_Items listed in a dataset_
----

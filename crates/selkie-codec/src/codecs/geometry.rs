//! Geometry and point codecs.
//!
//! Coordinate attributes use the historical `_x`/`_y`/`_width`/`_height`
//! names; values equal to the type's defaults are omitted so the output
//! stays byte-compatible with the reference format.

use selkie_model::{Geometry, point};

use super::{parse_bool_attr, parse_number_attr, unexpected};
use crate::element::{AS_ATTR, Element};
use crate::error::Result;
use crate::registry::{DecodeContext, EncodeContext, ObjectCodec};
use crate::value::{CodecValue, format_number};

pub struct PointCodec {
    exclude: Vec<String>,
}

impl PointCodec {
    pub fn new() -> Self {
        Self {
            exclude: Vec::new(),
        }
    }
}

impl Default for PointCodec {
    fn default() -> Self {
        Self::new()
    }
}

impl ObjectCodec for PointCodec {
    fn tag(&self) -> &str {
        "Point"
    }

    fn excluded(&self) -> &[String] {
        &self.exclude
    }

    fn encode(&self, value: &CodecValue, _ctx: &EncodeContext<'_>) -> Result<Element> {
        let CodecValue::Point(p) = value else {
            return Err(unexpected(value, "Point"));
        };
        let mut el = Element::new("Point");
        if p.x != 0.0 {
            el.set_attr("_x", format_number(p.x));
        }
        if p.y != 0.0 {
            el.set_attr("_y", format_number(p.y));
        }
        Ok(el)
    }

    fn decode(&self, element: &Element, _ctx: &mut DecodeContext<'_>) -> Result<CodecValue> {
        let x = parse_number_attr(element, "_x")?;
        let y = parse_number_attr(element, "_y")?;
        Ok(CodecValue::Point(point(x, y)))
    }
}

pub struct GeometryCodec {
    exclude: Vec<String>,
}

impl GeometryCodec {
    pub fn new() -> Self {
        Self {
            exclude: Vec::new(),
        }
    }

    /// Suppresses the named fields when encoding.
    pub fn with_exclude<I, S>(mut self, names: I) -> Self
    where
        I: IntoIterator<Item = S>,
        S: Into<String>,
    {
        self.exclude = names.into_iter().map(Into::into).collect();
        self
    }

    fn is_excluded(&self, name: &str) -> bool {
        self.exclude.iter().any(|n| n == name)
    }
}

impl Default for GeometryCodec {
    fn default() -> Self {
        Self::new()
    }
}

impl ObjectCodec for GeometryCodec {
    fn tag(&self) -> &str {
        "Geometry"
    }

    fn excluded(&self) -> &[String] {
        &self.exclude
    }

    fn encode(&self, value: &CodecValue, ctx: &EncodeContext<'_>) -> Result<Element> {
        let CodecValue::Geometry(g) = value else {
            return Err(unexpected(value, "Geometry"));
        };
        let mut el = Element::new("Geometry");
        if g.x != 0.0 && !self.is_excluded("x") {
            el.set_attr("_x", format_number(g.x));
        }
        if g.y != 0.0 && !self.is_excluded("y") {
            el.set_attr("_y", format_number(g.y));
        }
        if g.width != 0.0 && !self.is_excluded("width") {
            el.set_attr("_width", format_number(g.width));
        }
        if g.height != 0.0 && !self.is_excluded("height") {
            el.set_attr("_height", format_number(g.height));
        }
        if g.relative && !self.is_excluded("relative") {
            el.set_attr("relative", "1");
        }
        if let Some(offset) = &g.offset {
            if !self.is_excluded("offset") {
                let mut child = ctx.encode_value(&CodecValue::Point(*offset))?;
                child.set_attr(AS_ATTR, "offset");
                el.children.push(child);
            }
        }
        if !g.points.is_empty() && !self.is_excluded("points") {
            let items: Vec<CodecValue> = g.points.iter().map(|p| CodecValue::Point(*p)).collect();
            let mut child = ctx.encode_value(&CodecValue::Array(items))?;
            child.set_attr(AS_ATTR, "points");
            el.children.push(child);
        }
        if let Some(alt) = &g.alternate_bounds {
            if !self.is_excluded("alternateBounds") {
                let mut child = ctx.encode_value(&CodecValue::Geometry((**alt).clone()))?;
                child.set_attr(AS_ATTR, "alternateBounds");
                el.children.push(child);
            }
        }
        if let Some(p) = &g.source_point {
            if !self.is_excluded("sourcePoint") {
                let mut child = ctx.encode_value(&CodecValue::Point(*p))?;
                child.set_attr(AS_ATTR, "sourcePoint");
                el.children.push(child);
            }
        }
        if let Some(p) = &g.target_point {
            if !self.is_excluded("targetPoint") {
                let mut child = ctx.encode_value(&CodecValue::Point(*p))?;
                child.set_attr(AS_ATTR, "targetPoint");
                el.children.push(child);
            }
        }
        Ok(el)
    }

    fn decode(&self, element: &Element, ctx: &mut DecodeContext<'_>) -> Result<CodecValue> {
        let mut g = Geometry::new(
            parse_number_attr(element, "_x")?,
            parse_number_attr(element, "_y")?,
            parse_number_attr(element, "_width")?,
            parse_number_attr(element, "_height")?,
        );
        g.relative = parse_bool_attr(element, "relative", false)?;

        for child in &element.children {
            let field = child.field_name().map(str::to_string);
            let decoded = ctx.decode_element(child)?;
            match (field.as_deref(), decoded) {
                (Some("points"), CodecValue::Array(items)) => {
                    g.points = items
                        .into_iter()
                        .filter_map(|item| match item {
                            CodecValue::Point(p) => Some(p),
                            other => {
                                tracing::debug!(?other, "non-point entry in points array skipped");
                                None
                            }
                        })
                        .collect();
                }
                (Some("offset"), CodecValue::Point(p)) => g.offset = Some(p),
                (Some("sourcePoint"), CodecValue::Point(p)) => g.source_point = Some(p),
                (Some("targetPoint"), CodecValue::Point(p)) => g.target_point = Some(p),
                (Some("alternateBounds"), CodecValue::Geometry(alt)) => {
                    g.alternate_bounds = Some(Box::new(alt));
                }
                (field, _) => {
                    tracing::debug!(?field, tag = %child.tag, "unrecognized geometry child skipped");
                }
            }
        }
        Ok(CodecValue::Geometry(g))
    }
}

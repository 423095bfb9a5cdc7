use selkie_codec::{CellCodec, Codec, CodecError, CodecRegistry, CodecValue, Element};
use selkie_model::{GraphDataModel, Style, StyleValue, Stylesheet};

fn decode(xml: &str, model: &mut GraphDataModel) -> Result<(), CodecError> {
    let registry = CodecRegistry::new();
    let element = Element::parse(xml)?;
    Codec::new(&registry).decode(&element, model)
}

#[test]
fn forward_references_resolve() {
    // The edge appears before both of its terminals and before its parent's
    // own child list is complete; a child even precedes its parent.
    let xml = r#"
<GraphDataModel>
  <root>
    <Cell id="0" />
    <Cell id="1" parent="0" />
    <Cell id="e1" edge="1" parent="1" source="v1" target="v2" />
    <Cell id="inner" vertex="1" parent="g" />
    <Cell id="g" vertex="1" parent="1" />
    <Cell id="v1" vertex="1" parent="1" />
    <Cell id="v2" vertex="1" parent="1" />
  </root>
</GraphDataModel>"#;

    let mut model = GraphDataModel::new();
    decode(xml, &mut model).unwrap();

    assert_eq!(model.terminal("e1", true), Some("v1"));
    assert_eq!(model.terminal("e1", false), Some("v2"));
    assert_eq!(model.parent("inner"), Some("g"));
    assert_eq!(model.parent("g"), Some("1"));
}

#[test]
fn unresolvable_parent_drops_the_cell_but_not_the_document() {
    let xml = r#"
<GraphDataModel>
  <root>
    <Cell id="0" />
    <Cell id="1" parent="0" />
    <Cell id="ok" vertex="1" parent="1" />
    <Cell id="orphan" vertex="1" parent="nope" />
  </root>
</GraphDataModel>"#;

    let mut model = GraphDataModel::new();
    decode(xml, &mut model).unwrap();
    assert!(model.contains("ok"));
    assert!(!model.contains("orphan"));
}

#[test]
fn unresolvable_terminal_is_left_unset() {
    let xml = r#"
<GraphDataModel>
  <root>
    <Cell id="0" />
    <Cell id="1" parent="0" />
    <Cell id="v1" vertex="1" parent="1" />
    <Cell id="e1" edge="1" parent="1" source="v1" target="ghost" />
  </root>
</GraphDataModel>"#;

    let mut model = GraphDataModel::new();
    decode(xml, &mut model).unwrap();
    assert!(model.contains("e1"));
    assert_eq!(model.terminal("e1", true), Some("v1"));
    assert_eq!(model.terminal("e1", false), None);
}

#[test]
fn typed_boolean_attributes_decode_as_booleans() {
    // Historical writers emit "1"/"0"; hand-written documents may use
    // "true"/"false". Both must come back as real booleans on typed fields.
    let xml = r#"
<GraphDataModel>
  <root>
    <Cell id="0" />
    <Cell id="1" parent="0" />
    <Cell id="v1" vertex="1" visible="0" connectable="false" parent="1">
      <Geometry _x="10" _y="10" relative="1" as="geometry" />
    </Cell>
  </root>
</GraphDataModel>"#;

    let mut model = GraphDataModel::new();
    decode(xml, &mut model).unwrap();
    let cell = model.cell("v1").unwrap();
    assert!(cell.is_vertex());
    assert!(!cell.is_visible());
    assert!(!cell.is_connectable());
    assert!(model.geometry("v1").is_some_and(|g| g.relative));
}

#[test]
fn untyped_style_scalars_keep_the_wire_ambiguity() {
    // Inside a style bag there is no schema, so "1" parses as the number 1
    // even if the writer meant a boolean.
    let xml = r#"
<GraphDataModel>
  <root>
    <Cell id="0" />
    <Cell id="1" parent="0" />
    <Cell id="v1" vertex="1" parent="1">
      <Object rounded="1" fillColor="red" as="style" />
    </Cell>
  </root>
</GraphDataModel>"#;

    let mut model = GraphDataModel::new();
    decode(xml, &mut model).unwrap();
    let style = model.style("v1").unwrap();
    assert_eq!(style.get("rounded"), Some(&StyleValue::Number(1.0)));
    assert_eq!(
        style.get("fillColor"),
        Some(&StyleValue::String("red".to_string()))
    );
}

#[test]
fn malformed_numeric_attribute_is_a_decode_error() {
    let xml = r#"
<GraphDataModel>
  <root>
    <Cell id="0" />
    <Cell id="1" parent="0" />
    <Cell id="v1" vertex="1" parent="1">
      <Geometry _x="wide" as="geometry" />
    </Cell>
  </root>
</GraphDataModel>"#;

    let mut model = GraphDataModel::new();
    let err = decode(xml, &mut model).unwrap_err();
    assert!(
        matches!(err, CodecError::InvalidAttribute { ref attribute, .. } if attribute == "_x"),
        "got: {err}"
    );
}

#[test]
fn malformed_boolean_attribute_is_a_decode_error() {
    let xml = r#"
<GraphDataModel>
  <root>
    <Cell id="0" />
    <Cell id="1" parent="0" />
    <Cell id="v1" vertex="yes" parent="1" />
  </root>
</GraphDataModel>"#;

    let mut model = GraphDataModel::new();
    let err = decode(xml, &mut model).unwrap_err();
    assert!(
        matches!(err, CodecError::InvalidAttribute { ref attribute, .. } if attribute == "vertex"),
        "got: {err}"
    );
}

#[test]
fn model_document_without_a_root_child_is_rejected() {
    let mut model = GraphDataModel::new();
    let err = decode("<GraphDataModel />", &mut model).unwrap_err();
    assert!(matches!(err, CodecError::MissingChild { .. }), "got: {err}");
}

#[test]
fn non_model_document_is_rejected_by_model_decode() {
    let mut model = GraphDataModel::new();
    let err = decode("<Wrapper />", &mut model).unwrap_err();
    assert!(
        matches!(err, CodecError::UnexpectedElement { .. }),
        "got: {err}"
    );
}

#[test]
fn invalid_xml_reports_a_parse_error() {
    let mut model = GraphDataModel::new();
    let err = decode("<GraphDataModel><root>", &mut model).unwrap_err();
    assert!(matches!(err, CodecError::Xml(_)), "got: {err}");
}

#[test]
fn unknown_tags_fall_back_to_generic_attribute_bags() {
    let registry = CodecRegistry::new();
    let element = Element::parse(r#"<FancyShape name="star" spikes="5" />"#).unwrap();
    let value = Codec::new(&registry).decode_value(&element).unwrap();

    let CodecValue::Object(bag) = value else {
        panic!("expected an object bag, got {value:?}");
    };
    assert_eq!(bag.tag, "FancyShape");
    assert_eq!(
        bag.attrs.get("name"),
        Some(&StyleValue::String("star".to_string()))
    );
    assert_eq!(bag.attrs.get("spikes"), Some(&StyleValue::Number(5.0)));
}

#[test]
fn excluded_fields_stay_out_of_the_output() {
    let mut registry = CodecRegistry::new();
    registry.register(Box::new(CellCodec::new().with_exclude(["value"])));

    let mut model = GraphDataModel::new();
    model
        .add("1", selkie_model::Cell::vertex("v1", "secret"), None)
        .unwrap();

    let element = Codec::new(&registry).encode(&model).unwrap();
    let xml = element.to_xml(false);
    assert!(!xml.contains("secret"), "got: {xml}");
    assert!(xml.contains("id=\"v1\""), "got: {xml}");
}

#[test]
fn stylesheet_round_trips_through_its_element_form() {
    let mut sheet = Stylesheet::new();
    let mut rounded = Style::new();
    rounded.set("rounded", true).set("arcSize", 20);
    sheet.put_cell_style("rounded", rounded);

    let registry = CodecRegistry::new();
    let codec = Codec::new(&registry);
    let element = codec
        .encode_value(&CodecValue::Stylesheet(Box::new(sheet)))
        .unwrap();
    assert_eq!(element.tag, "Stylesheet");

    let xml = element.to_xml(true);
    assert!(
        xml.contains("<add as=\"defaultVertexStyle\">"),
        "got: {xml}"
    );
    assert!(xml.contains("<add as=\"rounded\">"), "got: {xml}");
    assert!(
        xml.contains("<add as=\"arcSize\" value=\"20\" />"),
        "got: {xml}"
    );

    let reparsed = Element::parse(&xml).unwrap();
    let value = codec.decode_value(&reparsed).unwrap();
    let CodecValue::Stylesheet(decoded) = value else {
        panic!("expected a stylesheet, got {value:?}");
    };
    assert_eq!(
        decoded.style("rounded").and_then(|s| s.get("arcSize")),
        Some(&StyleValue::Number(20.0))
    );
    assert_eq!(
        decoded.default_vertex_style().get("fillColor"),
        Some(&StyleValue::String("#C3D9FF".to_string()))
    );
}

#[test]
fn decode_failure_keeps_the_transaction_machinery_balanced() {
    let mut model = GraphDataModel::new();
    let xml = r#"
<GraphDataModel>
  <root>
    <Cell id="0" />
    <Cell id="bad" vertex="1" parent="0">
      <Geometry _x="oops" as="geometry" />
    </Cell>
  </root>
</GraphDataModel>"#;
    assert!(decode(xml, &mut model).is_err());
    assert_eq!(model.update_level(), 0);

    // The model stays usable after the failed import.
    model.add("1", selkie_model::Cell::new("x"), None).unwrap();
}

----

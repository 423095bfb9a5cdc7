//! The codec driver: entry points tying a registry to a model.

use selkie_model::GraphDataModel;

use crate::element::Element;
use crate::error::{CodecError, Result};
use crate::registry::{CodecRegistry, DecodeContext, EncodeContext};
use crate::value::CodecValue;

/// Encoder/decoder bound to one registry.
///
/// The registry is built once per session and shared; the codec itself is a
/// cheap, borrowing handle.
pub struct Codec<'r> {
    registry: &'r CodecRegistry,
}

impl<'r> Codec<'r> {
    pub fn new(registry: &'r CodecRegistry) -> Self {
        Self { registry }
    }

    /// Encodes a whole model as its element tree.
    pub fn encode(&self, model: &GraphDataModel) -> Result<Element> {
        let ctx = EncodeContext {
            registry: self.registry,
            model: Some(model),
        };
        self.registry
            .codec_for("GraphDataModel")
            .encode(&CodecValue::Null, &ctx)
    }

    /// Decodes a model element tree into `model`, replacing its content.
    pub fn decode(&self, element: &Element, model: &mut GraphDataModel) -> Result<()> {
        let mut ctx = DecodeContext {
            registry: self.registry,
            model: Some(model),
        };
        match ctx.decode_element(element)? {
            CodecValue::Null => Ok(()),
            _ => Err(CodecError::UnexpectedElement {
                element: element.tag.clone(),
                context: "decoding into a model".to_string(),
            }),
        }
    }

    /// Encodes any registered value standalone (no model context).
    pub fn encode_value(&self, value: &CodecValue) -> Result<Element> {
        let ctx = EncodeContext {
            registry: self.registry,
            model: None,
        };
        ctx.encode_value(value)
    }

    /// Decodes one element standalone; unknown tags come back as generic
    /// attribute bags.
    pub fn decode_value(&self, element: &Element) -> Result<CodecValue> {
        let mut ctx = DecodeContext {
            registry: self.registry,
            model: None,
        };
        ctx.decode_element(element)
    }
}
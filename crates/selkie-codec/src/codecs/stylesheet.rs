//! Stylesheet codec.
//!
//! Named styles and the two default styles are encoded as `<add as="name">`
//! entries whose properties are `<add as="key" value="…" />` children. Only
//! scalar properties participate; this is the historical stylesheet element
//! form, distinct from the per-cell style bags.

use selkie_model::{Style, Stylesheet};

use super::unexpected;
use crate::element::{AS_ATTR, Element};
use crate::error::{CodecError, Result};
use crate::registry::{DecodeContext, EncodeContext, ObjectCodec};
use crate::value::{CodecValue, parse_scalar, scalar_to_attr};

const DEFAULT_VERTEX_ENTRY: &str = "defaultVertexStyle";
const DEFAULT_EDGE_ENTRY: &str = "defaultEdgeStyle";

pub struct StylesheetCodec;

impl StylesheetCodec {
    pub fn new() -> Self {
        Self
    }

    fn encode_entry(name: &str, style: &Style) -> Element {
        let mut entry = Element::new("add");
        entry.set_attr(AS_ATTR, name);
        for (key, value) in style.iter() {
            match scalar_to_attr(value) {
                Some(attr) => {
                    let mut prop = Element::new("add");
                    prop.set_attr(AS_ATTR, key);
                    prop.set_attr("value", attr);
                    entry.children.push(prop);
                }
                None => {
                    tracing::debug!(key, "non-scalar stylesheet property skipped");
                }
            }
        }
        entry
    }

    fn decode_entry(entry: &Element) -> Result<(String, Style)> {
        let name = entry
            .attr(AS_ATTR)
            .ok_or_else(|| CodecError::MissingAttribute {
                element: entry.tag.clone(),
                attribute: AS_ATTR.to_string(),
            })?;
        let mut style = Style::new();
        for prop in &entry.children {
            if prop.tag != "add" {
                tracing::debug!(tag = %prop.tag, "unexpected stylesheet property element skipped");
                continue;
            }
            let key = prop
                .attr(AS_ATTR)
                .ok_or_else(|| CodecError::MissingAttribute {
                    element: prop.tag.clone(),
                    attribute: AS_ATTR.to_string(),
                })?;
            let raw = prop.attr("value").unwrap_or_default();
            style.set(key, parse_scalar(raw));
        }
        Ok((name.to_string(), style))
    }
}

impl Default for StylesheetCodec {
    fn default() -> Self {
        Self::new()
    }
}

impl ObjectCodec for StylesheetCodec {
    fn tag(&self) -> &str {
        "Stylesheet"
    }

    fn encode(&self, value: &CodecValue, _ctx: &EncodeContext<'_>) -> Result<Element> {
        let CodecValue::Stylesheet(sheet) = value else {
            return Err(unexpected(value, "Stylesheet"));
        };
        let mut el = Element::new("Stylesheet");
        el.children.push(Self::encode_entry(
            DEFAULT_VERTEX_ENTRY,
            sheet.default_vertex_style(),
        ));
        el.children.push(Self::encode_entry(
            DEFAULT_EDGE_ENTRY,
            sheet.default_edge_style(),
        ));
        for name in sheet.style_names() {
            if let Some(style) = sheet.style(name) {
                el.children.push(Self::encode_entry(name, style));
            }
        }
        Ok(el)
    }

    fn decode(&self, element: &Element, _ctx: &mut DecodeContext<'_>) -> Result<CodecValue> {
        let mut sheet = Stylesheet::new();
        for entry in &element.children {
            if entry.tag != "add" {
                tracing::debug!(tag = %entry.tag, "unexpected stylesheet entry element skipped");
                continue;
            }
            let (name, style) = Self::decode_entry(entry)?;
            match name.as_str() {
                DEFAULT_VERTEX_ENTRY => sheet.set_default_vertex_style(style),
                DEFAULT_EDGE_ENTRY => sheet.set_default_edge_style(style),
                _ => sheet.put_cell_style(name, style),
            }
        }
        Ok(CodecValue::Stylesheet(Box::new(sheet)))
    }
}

----

_What the exercise asks_
Count the lines above that contain the word "fillColor", and give only that number.

_Exercise output_
3